BRUSSELS: COVID-19 has caused vast suffering across Europe, and the European Union’s slow vaccine rollout threatens to prolong the agony. If the region’s leaders do not take decisive action soon, the pandemic could cause irreversible damage to the EU itself.
When the coronavirus hit the region in 2020, EU member states were unable to agree on vaccine deployment – their main line of defence against it.
National governments entrusted vaccine procurement to the European Commission, but then failed to harmonise their production and distribution strategies, or reach a consensus on which groups should be vaccinated first.
More recently, 13 European countries suspended use of the Oxford-AstraZeneca vaccine after a small number of people who had received it developed atypical vascular thrombosis.
The European Medicines Agency’s subsequent conclusion that the Oxford-AstraZeneca vaccine is “safe and effective” has not reassured everyone.
While several EU countries have continued or resumed their rollout of the vaccine, Denmark, Norway, Finland, and Sweden have maintained their suspensions, while France has limited its use to people over 55.
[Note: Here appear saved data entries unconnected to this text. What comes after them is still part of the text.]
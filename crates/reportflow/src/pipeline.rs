//! Pipeline wiring: two threads, one queue, one stop flag.
//!
//! The watcher and processor are the only long-lived threads; the handoff
//! queue is the only channel between them, and the stop flag the only other
//! shared state. Cancellation is cooperative: both threads poll the flag at
//! loop boundaries, and an in-progress parse attempt always finishes before
//! a stop takes effect.

use crate::config::PipelineConfig;
use crate::error::{PipelineError, Result};
use crate::paths::PathMatcher;
use crate::processor::{ParserRegistry, ProcessorOutcome, ProcessorSettings, ReportProcessor};
use crate::queue::handoff_queue;
use crate::watcher::{DirectoryWatcher, WatchCommand};
use reportflow_protocol::{ReportKind, ReportSink};
use std::path::PathBuf;
use std::sync::atomic::{AtomicBool, Ordering};
use std::sync::{mpsc, Arc};
use std::thread::JoinHandle;

pub struct ReportPipeline;

impl ReportPipeline {
    /// Spawn the watcher and processor threads and start discovering the
    /// configured targets.
    pub fn start(
        config: PipelineConfig,
        sink: Arc<dyn ReportSink>,
        registry: ParserRegistry,
    ) -> Result<PipelineHandle> {
        let stop = Arc::new(AtomicBool::new(false));
        let (queue_tx, queue_rx) = handoff_queue(config.queue_capacity);
        let (control_tx, control_rx) = mpsc::channel();

        let matcher = PathMatcher::new(config.build_start, config.parse_out_of_date);
        let mut watcher = DirectoryWatcher::new(
            sink.clone(),
            matcher,
            config.scan_interval(),
            config.verbose,
            config.parse_out_of_date,
            stop.clone(),
            control_rx,
            queue_tx,
        );
        for target in &config.targets {
            watcher.add_paths(target.kind, vec![target.path.clone()]);
        }

        let processor = ReportProcessor::new(
            sink,
            ProcessorSettings {
                verbose: config.verbose,
                retry_interval: config.retry_interval(),
                poll_timeout: config.poll_timeout(),
                stale_attempt_ceiling: config.stale_attempt_ceiling,
            },
            registry,
            queue_rx,
            stop.clone(),
        );

        let watcher_handle = std::thread::Builder::new()
            .name("report-watcher".to_string())
            .spawn(move || watcher.run())?;
        let processor_handle = std::thread::Builder::new()
            .name("report-processor".to_string())
            .spawn(move || processor.run())?;

        Ok(PipelineHandle {
            stop,
            control: control_tx,
            watcher: Some(watcher_handle),
            processor: Some(processor_handle),
        })
    }

    /// [`ReportPipeline::start`] with the grammars shipped in
    /// `reportflow_parsers`.
    pub fn start_with_default_parsers(
        config: PipelineConfig,
        sink: Arc<dyn ReportSink>,
    ) -> Result<PipelineHandle> {
        let parser_sink = sink.clone();
        let registry: ParserRegistry =
            Box::new(move |kind| reportflow_parsers::parser_for(kind, parser_sink.clone()));
        Self::start(config, sink, registry)
    }
}

/// The run's report card, returned by [`PipelineHandle::stop`].
#[derive(Debug)]
pub struct RunOutcome {
    /// Kinds that produced at least one fully parsed report.
    pub processed: Vec<ReportKind>,
    /// Kinds with at least one abandoned or unparsable report.
    pub failed: Vec<ReportKind>,
}

impl RunOutcome {
    pub fn success(&self) -> bool {
        self.failed.is_empty()
    }
}

pub struct PipelineHandle {
    stop: Arc<AtomicBool>,
    control: mpsc::Sender<WatchCommand>,
    watcher: Option<JoinHandle<DirectoryWatcher>>,
    processor: Option<JoinHandle<ProcessorOutcome>>,
}

impl PipelineHandle {
    /// Register more paths for a kind while the pipeline runs. Paths already
    /// watched for that kind are not duplicated.
    pub fn add_paths(&self, kind: ReportKind, paths: Vec<PathBuf>) -> Result<()> {
        self.control
            .send(WatchCommand::AddPaths { kind, paths })
            .map_err(|_| PipelineError::ShuttingDown)
    }

    /// The cooperative stop flag; hand this to signal handlers.
    pub fn stop_flag(&self) -> Arc<AtomicBool> {
        self.stop.clone()
    }

    pub fn is_stopping(&self) -> bool {
        self.stop.load(Ordering::Relaxed)
    }

    /// Signal stop and wait for the run to wind down: the watcher performs
    /// its guaranteed final scan, the processor drains whatever that scan
    /// discovered, and the watcher's totals go out before the outcome is
    /// returned.
    pub fn stop(mut self) -> Result<RunOutcome> {
        self.stop.store(true, Ordering::Relaxed);

        let watcher = self
            .watcher
            .take()
            .ok_or(PipelineError::ShuttingDown)?
            .join()
            .map_err(|_| PipelineError::ThreadPanicked("watcher"))?;
        watcher.log_totals();

        let outcome = self
            .processor
            .take()
            .ok_or(PipelineError::ShuttingDown)?
            .join()
            .map_err(|_| PipelineError::ThreadPanicked("processor"))?;

        Ok(RunOutcome {
            processed: outcome.processed,
            failed: outcome.failed,
        })
    }
}
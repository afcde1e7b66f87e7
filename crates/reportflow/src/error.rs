//! Error types for the report pipeline.

use std::io;
use std::path::PathBuf;
use thiserror::Error;

#[derive(Error, Debug)]
pub enum PipelineError {
    #[error("IO error: {0}")]
    Io(#[from] io::Error),

    #[error("config error: {0}")]
    Config(String),

    #[error("invalid mask '{mask}': {reason}")]
    Mask { mask: String, reason: String },

    #[error("config file not found: {}", .0.display())]
    ConfigNotFound(PathBuf),

    #[error("pipeline {0} thread panicked")]
    ThreadPanicked(&'static str),

    #[error("pipeline is shutting down")]
    ShuttingDown,
}

pub type Result<T> = std::result::Result<T, PipelineError>;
These continued differences are fueling increasing public mistrust, not only of the Oxford-AstraZeneca vaccine but of the entire COVID-19 vaccination campaign.
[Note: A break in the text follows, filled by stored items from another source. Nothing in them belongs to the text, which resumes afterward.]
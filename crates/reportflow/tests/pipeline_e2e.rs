//! End-to-end pipeline scenarios: real temp directories, real threads, a
//! recording sink asserting on exact event sequences.

use chrono::{TimeDelta, Utc};
use filetime::{set_file_mtime, FileTime};
use reportflow::{PipelineConfig, ReportKind, ReportPipeline, RunOutcome, TargetConfig};
use reportflow_test_utils::{append_report, eventually, write_report, RecordingSink, SinkEvent};
use std::path::Path;
use std::sync::Arc;
use std::time::Duration;

const WAIT: Duration = Duration::from_secs(10);

fn fast_config(kind: ReportKind, path: &Path) -> PipelineConfig {
    PipelineConfig {
        build_start: Utc::now() - TimeDelta::hours(1),
        scan_interval_ms: 10,
        retry_interval_ms: 10,
        poll_timeout_ms: 50,
        targets: vec![TargetConfig {
            kind,
            path: path.to_path_buf(),
        }],
        ..PipelineConfig::default()
    }
}

fn start(config: PipelineConfig) -> (reportflow::PipelineHandle, Arc<RecordingSink>) {
    let sink = Arc::new(RecordingSink::new());
    let handle = ReportPipeline::start_with_default_parsers(config, sink.clone())
        .expect("pipeline must start");
    (handle, sink)
}

fn lifecycle(sink: &RecordingSink) -> Vec<String> {
    sink.lifecycle_labels()
}

const SINGLE_SUITE_SEQUENCE: [&str; 4] = [
    "suiteStarted(TestCase)",
    "testStarted(TestCase.test)",
    "testFinished(TestCase.test)",
    "suiteFinished(TestCase)",
];

#[test]
fn one_shot_report_yields_exact_sequence() {
    let dir = tempfile::tempdir().unwrap();
    let (handle, sink) = start(fast_config(ReportKind::Junit, dir.path()));

    write_report(
        &dir.path().join("report.xml"),
        r#"<testsuite name="TestCase" tests="1">
  <testcase classname="TestCase" name="test" time="0.03"/>
</testsuite>
"#,
    )
    .unwrap();

    assert!(eventually(WAIT, || lifecycle(&sink).len() >= 4));
    let outcome = handle.stop().unwrap();

    assert_eq!(lifecycle(&sink), SINGLE_SUITE_SEQUENCE);
    assert!(outcome.success());
    assert_eq!(outcome.processed, vec![ReportKind::Junit]);
}

#[test]
fn split_write_yields_identical_sequence() {
    let dir = tempfile::tempdir().unwrap();
    let report = dir.path().join("report.xml");
    // Only the suite's opening tag and the first test's opening tag exist
    // when the file is discovered.
    write_report(
        &report,
        "<testsuite name=\"TestCase\" tests=\"1\">\n  <testcase classname=\"TestCase\" name=\"test\" ",
    )
    .unwrap();

    let (handle, sink) = start(fast_config(ReportKind::Junit, dir.path()));

    assert!(eventually(WAIT, || {
        lifecycle(&sink).contains(&"suiteStarted(TestCase)".to_string())
    }));
    append_report(&report, "time=\"0.03\"/>\n</testsuite>\n").unwrap();

    assert!(eventually(WAIT, || lifecycle(&sink).len() >= 4));
    let outcome = handle.stop().unwrap();

    // Identical to the one-shot sequence, with no duplicate suiteStarted.
    assert_eq!(lifecycle(&sink), SINGLE_SUITE_SEQUENCE);
    assert!(outcome.success());
}

#[test]
fn same_suite_in_two_files_brackets_twice() {
    let dir = tempfile::tempdir().unwrap();
    let (handle, sink) = start(fast_config(ReportKind::Junit, dir.path()));

    write_report(
        &dir.path().join("first.xml"),
        r#"<testsuite name="Shared"><testcase name="a" time="0"/></testsuite>"#,
    )
    .unwrap();
    assert!(eventually(WAIT, || lifecycle(&sink).len() >= 4));

    // The second file re-opens a suite of the same name after the first
    // instance finished; that is a fresh bracketed sequence, not a merge.
    write_report(
        &dir.path().join("second.xml"),
        r#"<testsuite name="Shared"><testcase name="b" time="0"/></testsuite>"#,
    )
    .unwrap();
    assert!(eventually(WAIT, || lifecycle(&sink).len() >= 8));
    let outcome = handle.stop().unwrap();

    assert_eq!(
        lifecycle(&sink),
        vec![
            "suiteStarted(Shared)",
            "testStarted(a)",
            "testFinished(a)",
            "suiteFinished(Shared)",
            "suiteStarted(Shared)",
            "testStarted(b)",
            "testFinished(b)",
            "suiteFinished(Shared)",
        ]
    );
    assert!(outcome.success());
}

#[test]
fn stalled_report_abandoned_after_ceiling() {
    let dir = tempfile::tempdir().unwrap();
    let mut config = fast_config(ReportKind::Junit, dir.path());
    config.stale_attempt_ceiling = 3;
    let (handle, sink) = start(config);

    // A suite that never closes and a file that never grows.
    write_report(&dir.path().join("hung.xml"), "<testsuite name=\"Hung\">\n").unwrap();

    assert!(eventually(WAIT, || {
        sink.warnings()
            .iter()
            .any(|w| w.contains("unexpected finish or unsupported format"))
    }));
    let outcome = handle.stop().unwrap();

    // Abandoned exactly once, with the open suite force-closed.
    let stall_warnings = sink
        .warnings()
        .iter()
        .filter(|w| w.contains("unexpected finish or unsupported format"))
        .count();
    assert_eq!(stall_warnings, 1);
    assert_eq!(
        lifecycle(&sink),
        vec!["suiteStarted(Hung)", "suiteFinished(Hung)"]
    );
    assert_eq!(outcome.failed, vec![ReportKind::Junit]);
    // No kind processed anything: the failure reaches the build status.
    assert_eq!(sink.build_failures().len(), 1);
}

#[test]
fn file_appearing_just_before_stop_is_still_processed() {
    let dir = tempfile::tempdir().unwrap();
    let (handle, sink) = start(fast_config(ReportKind::Junit, dir.path()));

    // Land the report and stop immediately: the watcher's guaranteed final
    // scan plus the processor's drain must still deliver every event.
    write_report(
        &dir.path().join("late.xml"),
        r#"<testsuite name="Late"><testcase name="t" time="0"/></testsuite>"#,
    )
    .unwrap();
    let outcome = handle.stop().unwrap();

    assert_eq!(
        lifecycle(&sink),
        vec![
            "suiteStarted(Late)",
            "testStarted(t)",
            "testFinished(t)",
            "suiteFinished(Late)",
        ]
    );
    assert!(outcome.success());
}

#[test]
fn mask_target_discovers_nested_reports() {
    let dir = tempfile::tempdir().unwrap();
    let mask = dir.path().join("**/*.xml");
    let (handle, sink) = start(fast_config(ReportKind::Junit, &mask));

    write_report(
        &dir.path().join("sub/inner.xml"),
        r#"<testsuite name="Nested"><testcase name="t" time="0"/></testsuite>"#,
    )
    .unwrap();
    write_report(&dir.path().join("sub/readme.txt"), "not a report").unwrap();

    assert!(eventually(WAIT, || lifecycle(&sink).len() >= 4));
    let outcome = handle.stop().unwrap();

    assert_eq!(
        lifecycle(&sink),
        vec![
            "suiteStarted(Nested)",
            "testStarted(t)",
            "testFinished(t)",
            "suiteFinished(Nested)",
        ]
    );
    assert!(outcome.success());
}

#[test]
fn inspection_reports_flow_end_to_end() {
    let dir = tempfile::tempdir().unwrap();
    let (handle, sink) = start(fast_config(ReportKind::Pmd, dir.path()));

    write_report(
        &dir.path().join("pmd.xml"),
        r#"<pmd>
  <file name="src/Main.java">
    <violation beginline="3" rule="UnusedImports" ruleset="Import Statements" priority="3">Avoid unused imports</violation>
  </file>
</pmd>
"#,
    )
    .unwrap();

    assert!(eventually(WAIT, || lifecycle(&sink).len() >= 2));
    let outcome = handle.stop().unwrap();

    let events = sink.lifecycle_events();
    assert!(matches!(&events[0], SinkEvent::InspectionType(t) if t.id == "UnusedImports"));
    assert!(
        matches!(&events[1], SinkEvent::Inspection(f) if f.file == "src/Main.java" && f.line == 3)
    );
    assert_eq!(outcome.processed, vec![ReportKind::Pmd]);
}

#[test]
fn out_of_date_reports_are_ignored_by_default() {
    let dir = tempfile::tempdir().unwrap();
    let stale = dir.path().join("old.xml");
    write_report(
        &stale,
        r#"<testsuite name="Old"><testcase name="t" time="0"/></testsuite>"#,
    )
    .unwrap();
    set_file_mtime(&stale, FileTime::from_unix_time(1_000_000, 0)).unwrap();

    let mut config = fast_config(ReportKind::Junit, dir.path());
    config.build_start = Utc::now();
    let (handle, sink) = start(config);

    std::thread::sleep(Duration::from_millis(150));
    let outcome = handle.stop().unwrap();

    assert!(lifecycle(&sink).is_empty());
    assert!(outcome.processed.is_empty());
    assert!(outcome.failed.is_empty());
    // The totals still flag the configured path as having matched nothing.
    assert!(sink
        .warnings()
        .iter()
        .any(|w| w.contains("couldn't find any matching files")));
}

#[test]
fn paths_added_at_runtime_are_watched() {
    let dir = tempfile::tempdir().unwrap();
    let initial = dir.path().join("initial");
    std::fs::create_dir_all(&initial).unwrap();
    let (handle, sink) = start(fast_config(ReportKind::Junit, &initial));

    let extra = dir.path().join("extra");
    write_report(
        &extra.join("report.xml"),
        r#"<testsuite name="Extra"><testcase name="t" time="0"/></testsuite>"#,
    )
    .unwrap();
    handle.add_paths(ReportKind::Junit, vec![extra]).unwrap();

    assert!(eventually(WAIT, || lifecycle(&sink).len() >= 4));
    let outcome = handle.stop().unwrap();
    assert!(outcome.success());
    assert_eq!(lifecycle(&sink)[0], "suiteStarted(Extra)");
}

#[test]
fn run_outcome_reports_mixed_results() {
    let dir = tempfile::tempdir().unwrap();
    let junit_dir = dir.path().join("junit");
    let hung_dir = dir.path().join("hung");
    std::fs::create_dir_all(&junit_dir).unwrap();
    std::fs::create_dir_all(&hung_dir).unwrap();

    let mut config = fast_config(ReportKind::Junit, &junit_dir);
    config.stale_attempt_ceiling = 3;
    config.targets.push(TargetConfig {
        kind: ReportKind::Nunit,
        path: hung_dir.clone(),
    });
    let (handle, sink) = start(config);

    write_report(
        &junit_dir.join("good.xml"),
        r#"<testsuite name="Good"><testcase name="t" time="0"/></testsuite>"#,
    )
    .unwrap();
    write_report(&hung_dir.join("bad.xml"), "<test-results>\n").unwrap();

    assert!(eventually(WAIT, || {
        sink.warnings()
            .iter()
            .any(|w| w.contains("unexpected finish"))
            && lifecycle(&sink).len() >= 4
    }));
    let RunOutcome { processed, failed } = handle.stop().unwrap();

    assert_eq!(processed, vec![ReportKind::Junit]);
    assert_eq!(failed, vec![ReportKind::Nunit]);
    // Something was processed, so the failure is reported but the build
    // status is not flagged.
    assert!(sink.errors().iter().any(|e| e.contains("Failed to process some")));
    assert!(sink.build_failures().is_empty());
}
The EU’s first priority for the coming weeks must be to address the vaccine shortage. Here again, member states have failed to agree, and some are not hesitating to shop outside the EU for supplies.
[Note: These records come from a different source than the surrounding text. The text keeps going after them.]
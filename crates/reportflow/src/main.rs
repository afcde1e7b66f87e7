//! reportflow CLI: watch report paths and print lifecycle events.
//!
//! A thin runnable surface over the library. In production the pipeline is
//! embedded in a build agent and the sink forwards into its logger; here the
//! sink prints to stdout so the event stream is visible.

use anyhow::{bail, Context, Result};
use clap::Parser;
use reportflow::{PipelineConfig, ReportPipeline, TargetConfig};
use reportflow_logging::{init_logging, LogConfig};
use reportflow_protocol::{Inspection, InspectionType, ReportSink, SinkResult};
use std::path::PathBuf;
use std::sync::atomic::{AtomicBool, Ordering};
use std::sync::Arc;
use std::time::Duration;

#[derive(Parser)]
#[command(
    name = "reportflow",
    version,
    about = "Stream growing build-report files as lifecycle events"
)]
struct Cli {
    /// TOML configuration file.
    #[arg(long, value_name = "FILE")]
    config: Option<PathBuf>,

    /// Watch target, repeatable: KIND=PATH where KIND is junit, surefire,
    /// nunit, pmd or checkstyle and PATH is a file, directory or mask.
    #[arg(long = "watch", value_name = "KIND=PATH")]
    watch: Vec<String>,

    /// Per-file detail in summaries.
    #[arg(short, long)]
    verbose: bool,

    /// Also parse report files that predate pipeline start.
    #[arg(long)]
    parse_out_of_date: bool,
}

/// Prints every lifecycle event as one stdout line.
struct ConsoleSink;

impl ConsoleSink {
    fn line(&self, text: String) -> SinkResult<()> {
        println!("{text}");
        Ok(())
    }
}

impl ReportSink for ConsoleSink {
    fn suite_started(&self, name: &str) -> SinkResult<()> {
        self.line(format!("suite started: {name}"))
    }

    fn suite_finished(&self, name: &str) -> SinkResult<()> {
        self.line(format!("suite finished: {name}"))
    }

    fn test_started(&self, name: &str) -> SinkResult<()> {
        self.line(format!("test started: {name}"))
    }

    fn test_failed(&self, name: &str, message: &str, details: &str) -> SinkResult<()> {
        self.line(format!("test FAILED: {name}: {message}"))?;
        if !details.is_empty() {
            self.line(format!("  {details}"))?;
        }
        Ok(())
    }

    fn test_finished(&self, name: &str, duration: Duration) -> SinkResult<()> {
        self.line(format!("test finished: {name} ({duration:?})"))
    }

    fn inspection_type(&self, ty: &InspectionType) -> SinkResult<()> {
        self.line(format!("inspection type: {} [{}]", ty.name, ty.category))
    }

    fn inspection(&self, finding: &Inspection) -> SinkResult<()> {
        self.line(format!(
            "inspection: {}:{} [{}] {}",
            finding.file, finding.line, finding.type_id, finding.message
        ))
    }

    fn message(&self, text: &str) -> SinkResult<()> {
        self.line(text.to_string())
    }

    fn warning(&self, text: &str) -> SinkResult<()> {
        self.line(format!("WARNING: {text}"))
    }

    fn error(&self, text: &str) -> SinkResult<()> {
        self.line(format!("ERROR: {text}"))
    }

    fn target_started(&self, name: &str) -> SinkResult<()> {
        self.line(format!("--- {name} ---"))
    }

    fn target_finished(&self, name: &str) -> SinkResult<()> {
        self.line(format!("--- end {name} ---"))
    }

    fn build_failure(&self, text: &str) -> SinkResult<()> {
        self.line(format!("BUILD FAILURE: {text}"))
    }
}

#[cfg(unix)]
fn install_signal_handlers(stop: Arc<AtomicBool>) -> Result<()> {
    use signal_hook::consts::{SIGINT, SIGTERM};
    signal_hook::flag::register(SIGINT, stop.clone())?;
    signal_hook::flag::register(SIGTERM, stop)?;
    Ok(())
}

#[cfg(windows)]
fn install_signal_handlers(stop: Arc<AtomicBool>) -> Result<()> {
    ctrlc::set_handler(move || stop.store(true, Ordering::Relaxed))?;
    Ok(())
}

fn resolve_config(cli: &Cli) -> Result<PipelineConfig> {
    let mut config = match &cli.config {
        Some(path) => PipelineConfig::load(path)
            .with_context(|| format!("failed to load config from {}", path.display()))?,
        None => PipelineConfig::default(),
    };
    if cli.verbose {
        config.verbose = true;
    }
    if cli.parse_out_of_date {
        config.parse_out_of_date = true;
    }
    for spec in &cli.watch {
        let (kind, path) = spec
            .split_once('=')
            .with_context(|| format!("--watch expects KIND=PATH, got '{spec}'"))?;
        config.targets.push(TargetConfig {
            kind: kind.parse().context("unsupported report kind")?,
            path: PathBuf::from(path),
        });
    }
    if config.targets.is_empty() {
        bail!("no watch targets configured; pass --watch KIND=PATH or --config FILE");
    }
    Ok(config)
}

fn main() -> Result<()> {
    let cli = Cli::parse();
    init_logging(LogConfig {
        app_name: "reportflow",
        verbose: cli.verbose,
    })?;

    let config = resolve_config(&cli)?;
    let handle = ReportPipeline::start_with_default_parsers(config, Arc::new(ConsoleSink))?;

    let stop = handle.stop_flag();
    install_signal_handlers(stop.clone())?;
    eprintln!("reportflow: watching (Ctrl-C to stop)");

    while !stop.load(Ordering::Relaxed) {
        std::thread::sleep(Duration::from_millis(200));
    }

    let outcome = handle.stop()?;
    if !outcome.success() {
        let failed: Vec<&str> = outcome.failed.iter().map(|k| k.display_name()).collect();
        bail!("failed to process some reports: {}", failed.join(", "));
    }
    Ok(())
}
Hungary is distributing the Russian Sputnik V vaccine, Slovakia has purchased it, and the Czech Republic is considering doing so, while Hungary has also bought hundreds of thousands of doses of the Chinese Sinopharm vaccine.
Furthermore, Austria and Denmark recently announced a separate agreement with Israel for the production of next-generation COVID-19 vaccines. This pact notably foresees the establishment of a joint fund for research and development, and collaboration in clinical trials outside regular EU programmes.
At the same time, Europe must protect people at risk who either are waiting to be vaccinated or will not respond to vaccines because they have a particular disease or are receiving certain treatments.
In the United States, monoclonal antibodies have been highly effective in meeting these important needs. France, Germany, and Italy did not wait for EMA approval before offering these therapies once their national regulatory agencies had approved them, suggesting that antibody nationalism may be as prevalent as vaccine nationalism.
Faced with these challenges, the European Commission established a task force to manage vaccine supply in the coming months.
Led by Thierry Breton, EU Commissioner for the Internal Market, the task force aims to mobilise all available European production capacity, with the ambitious objective of immunising 70 per cent of European adults by the end of summer.
In parallel, Commission President Ursula von der Leyen announced in February the establishment of the Health Emergency Preparedness and Response Authority (HERA) Incubator, an agency charged with tackling new coronavirus variants.
HERA is intended to play a role similar to that of the US Biomedical Advanced Research and Development Authority (BARDA), which has been instrumental in the unprecedentedly rapid development of the Oxford-AstraZeneca, Moderna, and Johnson & Johnson vaccines.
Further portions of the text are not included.